## DATA FOR THIS EXERCISE
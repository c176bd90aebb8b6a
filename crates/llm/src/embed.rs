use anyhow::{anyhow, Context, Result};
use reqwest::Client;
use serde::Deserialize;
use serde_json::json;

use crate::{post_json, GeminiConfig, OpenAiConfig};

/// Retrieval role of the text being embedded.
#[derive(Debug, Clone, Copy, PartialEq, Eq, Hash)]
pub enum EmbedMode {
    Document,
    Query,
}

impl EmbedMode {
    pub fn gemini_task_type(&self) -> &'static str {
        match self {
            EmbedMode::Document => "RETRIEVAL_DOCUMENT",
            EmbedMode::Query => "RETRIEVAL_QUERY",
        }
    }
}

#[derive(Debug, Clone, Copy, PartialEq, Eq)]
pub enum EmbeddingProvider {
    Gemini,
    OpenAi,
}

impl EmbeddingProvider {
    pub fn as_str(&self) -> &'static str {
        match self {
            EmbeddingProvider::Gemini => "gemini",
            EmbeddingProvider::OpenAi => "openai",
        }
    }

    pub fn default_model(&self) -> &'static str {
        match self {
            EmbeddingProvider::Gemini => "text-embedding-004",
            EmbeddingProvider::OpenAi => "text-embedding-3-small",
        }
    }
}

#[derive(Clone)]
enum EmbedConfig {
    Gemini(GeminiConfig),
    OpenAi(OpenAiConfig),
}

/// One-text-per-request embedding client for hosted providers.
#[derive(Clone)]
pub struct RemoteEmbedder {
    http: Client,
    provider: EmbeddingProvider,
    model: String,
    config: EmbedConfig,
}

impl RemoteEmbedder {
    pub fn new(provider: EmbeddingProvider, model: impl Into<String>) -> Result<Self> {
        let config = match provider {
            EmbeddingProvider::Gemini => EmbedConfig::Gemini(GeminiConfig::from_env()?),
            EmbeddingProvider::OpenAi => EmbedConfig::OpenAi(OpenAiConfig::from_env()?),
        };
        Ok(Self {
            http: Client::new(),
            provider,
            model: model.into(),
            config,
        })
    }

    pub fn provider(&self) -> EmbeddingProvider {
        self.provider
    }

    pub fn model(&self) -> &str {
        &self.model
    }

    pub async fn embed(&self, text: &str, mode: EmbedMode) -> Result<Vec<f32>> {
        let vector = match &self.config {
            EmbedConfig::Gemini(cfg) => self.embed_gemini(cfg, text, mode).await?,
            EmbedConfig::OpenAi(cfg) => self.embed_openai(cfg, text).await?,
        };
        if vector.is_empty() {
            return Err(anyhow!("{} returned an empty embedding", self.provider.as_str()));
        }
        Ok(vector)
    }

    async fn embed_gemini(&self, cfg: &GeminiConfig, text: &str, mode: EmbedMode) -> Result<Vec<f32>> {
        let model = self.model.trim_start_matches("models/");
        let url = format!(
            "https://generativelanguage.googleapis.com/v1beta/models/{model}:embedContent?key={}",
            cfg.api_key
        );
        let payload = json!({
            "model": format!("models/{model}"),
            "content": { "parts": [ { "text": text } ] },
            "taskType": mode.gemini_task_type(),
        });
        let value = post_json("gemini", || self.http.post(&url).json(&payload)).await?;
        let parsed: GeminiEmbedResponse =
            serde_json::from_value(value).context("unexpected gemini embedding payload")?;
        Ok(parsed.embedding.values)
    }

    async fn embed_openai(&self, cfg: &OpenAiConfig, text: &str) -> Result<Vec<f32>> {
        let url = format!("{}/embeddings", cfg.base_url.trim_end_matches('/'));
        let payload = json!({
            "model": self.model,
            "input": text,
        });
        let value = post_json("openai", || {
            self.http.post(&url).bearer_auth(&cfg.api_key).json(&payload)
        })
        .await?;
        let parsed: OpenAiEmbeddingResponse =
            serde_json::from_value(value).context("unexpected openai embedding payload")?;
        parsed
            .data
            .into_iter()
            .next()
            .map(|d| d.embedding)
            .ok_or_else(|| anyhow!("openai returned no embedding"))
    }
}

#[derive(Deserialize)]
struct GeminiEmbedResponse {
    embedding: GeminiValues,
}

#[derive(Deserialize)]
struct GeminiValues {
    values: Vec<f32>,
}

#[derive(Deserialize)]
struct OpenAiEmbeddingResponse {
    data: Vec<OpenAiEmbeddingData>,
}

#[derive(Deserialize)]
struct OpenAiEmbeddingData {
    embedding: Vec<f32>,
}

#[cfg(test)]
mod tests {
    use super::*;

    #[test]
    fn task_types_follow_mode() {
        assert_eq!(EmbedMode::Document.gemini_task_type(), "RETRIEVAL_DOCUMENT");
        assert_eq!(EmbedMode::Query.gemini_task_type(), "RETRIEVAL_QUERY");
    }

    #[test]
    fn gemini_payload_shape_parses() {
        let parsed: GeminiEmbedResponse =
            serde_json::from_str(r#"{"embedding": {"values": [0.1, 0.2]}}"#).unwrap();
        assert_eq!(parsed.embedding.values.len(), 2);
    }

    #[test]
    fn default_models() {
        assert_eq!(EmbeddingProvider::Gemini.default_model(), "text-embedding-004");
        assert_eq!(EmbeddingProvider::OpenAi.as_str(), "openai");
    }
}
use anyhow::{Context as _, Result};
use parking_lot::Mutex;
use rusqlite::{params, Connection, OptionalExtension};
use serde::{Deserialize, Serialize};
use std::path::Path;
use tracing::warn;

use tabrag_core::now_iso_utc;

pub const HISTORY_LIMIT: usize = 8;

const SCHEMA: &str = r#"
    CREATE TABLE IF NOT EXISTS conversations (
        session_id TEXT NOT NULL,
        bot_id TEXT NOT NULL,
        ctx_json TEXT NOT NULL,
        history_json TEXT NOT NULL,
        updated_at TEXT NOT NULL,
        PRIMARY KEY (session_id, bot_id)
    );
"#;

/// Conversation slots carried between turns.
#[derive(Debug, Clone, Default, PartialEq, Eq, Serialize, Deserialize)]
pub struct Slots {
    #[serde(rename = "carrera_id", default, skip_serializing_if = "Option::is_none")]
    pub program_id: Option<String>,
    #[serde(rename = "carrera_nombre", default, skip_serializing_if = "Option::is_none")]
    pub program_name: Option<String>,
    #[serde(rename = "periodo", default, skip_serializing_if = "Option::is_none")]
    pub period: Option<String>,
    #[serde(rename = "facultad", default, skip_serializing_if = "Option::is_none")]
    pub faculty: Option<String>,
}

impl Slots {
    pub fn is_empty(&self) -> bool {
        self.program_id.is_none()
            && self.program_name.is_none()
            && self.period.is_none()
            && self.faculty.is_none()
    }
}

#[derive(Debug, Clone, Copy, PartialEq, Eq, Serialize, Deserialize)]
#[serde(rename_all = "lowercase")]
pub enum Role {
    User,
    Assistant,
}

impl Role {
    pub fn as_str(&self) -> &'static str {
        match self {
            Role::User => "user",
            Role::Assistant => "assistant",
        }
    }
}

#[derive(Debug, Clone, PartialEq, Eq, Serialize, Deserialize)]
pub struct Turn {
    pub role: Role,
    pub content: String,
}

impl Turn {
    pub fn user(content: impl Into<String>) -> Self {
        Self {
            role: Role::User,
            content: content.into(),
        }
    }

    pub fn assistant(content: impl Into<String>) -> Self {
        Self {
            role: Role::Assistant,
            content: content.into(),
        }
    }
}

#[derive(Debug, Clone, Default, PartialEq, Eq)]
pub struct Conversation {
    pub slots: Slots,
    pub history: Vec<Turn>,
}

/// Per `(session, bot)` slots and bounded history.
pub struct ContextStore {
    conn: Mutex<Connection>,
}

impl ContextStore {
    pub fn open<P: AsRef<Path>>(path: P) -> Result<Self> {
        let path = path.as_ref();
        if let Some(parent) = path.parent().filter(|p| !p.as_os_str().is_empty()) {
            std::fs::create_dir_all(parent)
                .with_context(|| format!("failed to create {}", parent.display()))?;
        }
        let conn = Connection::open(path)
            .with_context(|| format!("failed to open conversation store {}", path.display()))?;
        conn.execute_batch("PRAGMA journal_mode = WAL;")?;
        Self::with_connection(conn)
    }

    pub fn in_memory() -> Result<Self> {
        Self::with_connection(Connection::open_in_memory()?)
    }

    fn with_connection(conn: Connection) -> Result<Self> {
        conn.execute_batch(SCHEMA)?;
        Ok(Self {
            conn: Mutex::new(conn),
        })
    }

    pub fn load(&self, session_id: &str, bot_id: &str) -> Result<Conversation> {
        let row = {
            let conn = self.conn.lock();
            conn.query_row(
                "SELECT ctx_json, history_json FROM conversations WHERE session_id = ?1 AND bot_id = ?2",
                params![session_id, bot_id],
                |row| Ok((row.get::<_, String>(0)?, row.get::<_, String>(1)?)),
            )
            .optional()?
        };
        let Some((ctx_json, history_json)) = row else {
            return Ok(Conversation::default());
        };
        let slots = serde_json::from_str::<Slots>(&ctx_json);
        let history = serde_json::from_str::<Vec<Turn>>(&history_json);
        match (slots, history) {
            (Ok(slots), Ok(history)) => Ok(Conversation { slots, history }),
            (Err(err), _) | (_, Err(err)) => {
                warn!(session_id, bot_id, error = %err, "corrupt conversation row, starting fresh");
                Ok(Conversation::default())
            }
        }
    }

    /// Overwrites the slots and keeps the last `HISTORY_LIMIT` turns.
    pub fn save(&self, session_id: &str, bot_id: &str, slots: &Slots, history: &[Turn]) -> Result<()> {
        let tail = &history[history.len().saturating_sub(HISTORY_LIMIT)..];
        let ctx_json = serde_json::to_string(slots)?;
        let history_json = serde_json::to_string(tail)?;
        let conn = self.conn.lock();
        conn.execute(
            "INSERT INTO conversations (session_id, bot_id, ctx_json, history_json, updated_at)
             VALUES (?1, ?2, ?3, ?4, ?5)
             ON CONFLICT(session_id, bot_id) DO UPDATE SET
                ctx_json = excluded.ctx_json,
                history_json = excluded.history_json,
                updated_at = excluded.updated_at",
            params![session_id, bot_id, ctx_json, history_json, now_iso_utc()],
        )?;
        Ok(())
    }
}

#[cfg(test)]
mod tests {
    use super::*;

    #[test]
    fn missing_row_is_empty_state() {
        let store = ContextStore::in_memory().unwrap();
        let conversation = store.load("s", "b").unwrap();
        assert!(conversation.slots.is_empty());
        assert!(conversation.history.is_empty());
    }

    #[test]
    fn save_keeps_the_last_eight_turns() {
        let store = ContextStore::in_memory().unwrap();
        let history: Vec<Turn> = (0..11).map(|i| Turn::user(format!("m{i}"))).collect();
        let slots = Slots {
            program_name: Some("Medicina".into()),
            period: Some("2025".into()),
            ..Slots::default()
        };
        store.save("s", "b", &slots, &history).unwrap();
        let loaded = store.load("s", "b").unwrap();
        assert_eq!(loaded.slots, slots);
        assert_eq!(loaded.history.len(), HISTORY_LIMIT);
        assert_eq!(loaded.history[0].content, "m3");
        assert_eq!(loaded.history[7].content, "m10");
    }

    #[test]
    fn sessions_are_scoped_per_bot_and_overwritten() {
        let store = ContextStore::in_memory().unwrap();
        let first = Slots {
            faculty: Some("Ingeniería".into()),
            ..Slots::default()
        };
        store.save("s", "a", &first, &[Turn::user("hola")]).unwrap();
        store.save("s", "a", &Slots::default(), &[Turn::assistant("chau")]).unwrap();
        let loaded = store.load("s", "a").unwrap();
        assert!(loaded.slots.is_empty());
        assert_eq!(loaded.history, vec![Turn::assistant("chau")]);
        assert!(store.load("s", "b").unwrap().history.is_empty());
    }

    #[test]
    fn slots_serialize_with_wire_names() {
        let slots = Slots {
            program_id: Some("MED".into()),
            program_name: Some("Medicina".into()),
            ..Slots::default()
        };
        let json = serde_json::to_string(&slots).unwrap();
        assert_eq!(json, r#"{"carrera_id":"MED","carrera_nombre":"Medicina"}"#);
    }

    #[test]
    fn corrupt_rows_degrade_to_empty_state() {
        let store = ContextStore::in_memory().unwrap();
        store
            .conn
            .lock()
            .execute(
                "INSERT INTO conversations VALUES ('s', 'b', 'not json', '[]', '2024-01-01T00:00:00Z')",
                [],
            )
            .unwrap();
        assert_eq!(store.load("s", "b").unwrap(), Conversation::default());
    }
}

## EXERCISE
In the entries above, find each line with the string "Document" and copy it.

## RESULT BELOW
    Document,
            EmbedMode::Document => "RETRIEVAL_DOCUMENT",
        assert_eq!(EmbedMode::Document.gemini_task_type(), "RETRIEVAL_DOCUMENT");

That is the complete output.